Beginning with the line where "Creates the runner" appears, please restate each line of the records below word for word until the last one, inclusive, and nothing else.
+++ INFORMATION SUPPLIED
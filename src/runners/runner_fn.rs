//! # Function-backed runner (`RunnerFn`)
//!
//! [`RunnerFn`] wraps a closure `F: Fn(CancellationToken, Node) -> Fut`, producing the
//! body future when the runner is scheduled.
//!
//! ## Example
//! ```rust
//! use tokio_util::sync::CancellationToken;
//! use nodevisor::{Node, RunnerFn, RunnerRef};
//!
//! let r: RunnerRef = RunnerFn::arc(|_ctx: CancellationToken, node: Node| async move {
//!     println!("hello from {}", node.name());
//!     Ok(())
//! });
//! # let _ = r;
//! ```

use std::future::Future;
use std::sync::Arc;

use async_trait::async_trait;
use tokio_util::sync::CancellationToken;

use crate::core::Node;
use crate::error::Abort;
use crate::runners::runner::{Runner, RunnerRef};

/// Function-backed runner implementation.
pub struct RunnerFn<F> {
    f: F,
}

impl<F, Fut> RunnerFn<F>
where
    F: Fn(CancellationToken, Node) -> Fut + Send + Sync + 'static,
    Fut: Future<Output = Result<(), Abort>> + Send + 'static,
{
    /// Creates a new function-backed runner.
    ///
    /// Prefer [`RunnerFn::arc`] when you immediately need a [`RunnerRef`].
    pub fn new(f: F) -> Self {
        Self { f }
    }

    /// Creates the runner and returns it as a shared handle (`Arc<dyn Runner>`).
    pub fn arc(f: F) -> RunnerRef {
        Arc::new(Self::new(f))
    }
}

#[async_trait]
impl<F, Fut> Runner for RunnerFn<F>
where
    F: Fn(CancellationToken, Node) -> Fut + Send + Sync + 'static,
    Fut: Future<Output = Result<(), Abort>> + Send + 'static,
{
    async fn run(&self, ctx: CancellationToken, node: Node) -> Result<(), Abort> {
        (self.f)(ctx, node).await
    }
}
++++++
TASK ANSWER:
    /// Creates the runner and returns it as a shared handle (`Arc<dyn Runner>`).
    pub fn arc(f: F) -> RunnerRef {
        Arc::new(Self::new(f))
    }
}

#[async_trait]
impl<F, Fut> Runner for RunnerFn<F>
where
    F: Fn(CancellationToken, Node) -> Fut + Send + Sync + 'static,
    Fut: Future<Output = Result<(), Abort>> + Send + 'static,
{
    async fn run(&self, ctx: CancellationToken, node: Node) -> Result<(), Abort> {
        (self.f)(ctx, node).await
    }
}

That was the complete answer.